→ Given records
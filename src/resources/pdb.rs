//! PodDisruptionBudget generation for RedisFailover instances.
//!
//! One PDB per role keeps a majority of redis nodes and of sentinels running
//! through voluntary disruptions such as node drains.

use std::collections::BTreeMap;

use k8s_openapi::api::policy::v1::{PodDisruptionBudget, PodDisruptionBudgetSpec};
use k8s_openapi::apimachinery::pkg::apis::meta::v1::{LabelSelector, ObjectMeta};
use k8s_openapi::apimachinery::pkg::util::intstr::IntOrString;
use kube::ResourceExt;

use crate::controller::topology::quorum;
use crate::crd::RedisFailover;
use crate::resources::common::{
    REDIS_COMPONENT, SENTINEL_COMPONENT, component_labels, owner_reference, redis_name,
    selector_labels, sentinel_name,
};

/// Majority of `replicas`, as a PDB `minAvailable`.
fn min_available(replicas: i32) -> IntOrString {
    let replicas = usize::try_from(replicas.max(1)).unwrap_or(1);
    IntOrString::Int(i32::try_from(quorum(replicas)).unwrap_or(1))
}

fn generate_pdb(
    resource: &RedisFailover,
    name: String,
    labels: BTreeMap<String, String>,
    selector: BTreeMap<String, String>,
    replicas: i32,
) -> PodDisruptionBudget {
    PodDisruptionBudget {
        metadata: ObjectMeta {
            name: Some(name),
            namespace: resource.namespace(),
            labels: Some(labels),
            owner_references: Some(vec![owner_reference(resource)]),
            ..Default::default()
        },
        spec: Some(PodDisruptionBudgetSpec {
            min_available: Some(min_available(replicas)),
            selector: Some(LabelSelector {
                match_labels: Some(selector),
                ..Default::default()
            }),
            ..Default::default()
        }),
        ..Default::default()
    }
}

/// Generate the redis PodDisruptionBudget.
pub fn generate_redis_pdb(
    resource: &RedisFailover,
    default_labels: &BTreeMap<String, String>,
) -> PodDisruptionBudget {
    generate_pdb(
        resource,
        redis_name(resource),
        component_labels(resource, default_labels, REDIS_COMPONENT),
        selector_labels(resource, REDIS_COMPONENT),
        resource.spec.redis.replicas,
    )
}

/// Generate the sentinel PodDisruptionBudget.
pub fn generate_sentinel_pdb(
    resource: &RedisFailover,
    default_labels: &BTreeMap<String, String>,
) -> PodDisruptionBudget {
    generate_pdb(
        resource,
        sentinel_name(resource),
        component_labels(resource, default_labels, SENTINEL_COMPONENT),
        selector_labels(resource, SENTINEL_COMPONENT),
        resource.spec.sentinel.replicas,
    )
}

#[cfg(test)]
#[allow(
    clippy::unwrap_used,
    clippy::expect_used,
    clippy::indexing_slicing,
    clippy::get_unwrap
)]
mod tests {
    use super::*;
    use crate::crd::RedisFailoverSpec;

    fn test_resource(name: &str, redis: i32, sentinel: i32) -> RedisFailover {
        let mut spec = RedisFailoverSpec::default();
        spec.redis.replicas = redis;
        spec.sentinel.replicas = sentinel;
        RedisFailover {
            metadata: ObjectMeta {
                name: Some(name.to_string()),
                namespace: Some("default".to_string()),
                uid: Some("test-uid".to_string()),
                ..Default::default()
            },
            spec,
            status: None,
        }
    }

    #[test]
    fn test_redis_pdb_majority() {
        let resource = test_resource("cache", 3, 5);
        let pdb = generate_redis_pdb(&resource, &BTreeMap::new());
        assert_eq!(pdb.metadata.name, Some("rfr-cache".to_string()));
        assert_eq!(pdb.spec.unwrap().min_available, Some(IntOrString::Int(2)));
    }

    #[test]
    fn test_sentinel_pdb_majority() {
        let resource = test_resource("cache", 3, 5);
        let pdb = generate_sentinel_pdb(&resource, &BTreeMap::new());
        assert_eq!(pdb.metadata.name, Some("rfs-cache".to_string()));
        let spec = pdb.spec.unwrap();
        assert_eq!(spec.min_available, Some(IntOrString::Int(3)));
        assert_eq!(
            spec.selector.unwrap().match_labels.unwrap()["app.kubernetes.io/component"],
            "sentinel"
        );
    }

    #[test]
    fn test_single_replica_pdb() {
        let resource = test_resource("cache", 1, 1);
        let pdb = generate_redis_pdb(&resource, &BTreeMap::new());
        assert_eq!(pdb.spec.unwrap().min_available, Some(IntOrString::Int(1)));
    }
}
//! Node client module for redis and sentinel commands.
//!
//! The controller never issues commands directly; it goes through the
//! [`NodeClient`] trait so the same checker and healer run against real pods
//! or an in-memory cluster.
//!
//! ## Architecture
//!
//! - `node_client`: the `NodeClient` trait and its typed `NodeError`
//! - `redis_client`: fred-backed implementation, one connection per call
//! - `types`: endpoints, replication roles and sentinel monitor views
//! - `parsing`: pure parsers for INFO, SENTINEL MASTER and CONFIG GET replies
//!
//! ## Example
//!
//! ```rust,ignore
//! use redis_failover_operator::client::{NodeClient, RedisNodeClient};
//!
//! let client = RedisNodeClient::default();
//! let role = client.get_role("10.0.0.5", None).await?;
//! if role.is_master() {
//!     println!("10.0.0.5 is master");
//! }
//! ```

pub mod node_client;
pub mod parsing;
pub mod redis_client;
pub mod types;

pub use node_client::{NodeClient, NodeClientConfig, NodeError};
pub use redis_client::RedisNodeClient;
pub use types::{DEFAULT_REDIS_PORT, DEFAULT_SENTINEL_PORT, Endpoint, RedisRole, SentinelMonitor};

→ What you will do
Within the entries above, find every line where the string "through" occurs, and copy it.

→ Expected answer
//! through voluntary disruptions such as node drains.
//! The controller never issues commands directly; it goes through the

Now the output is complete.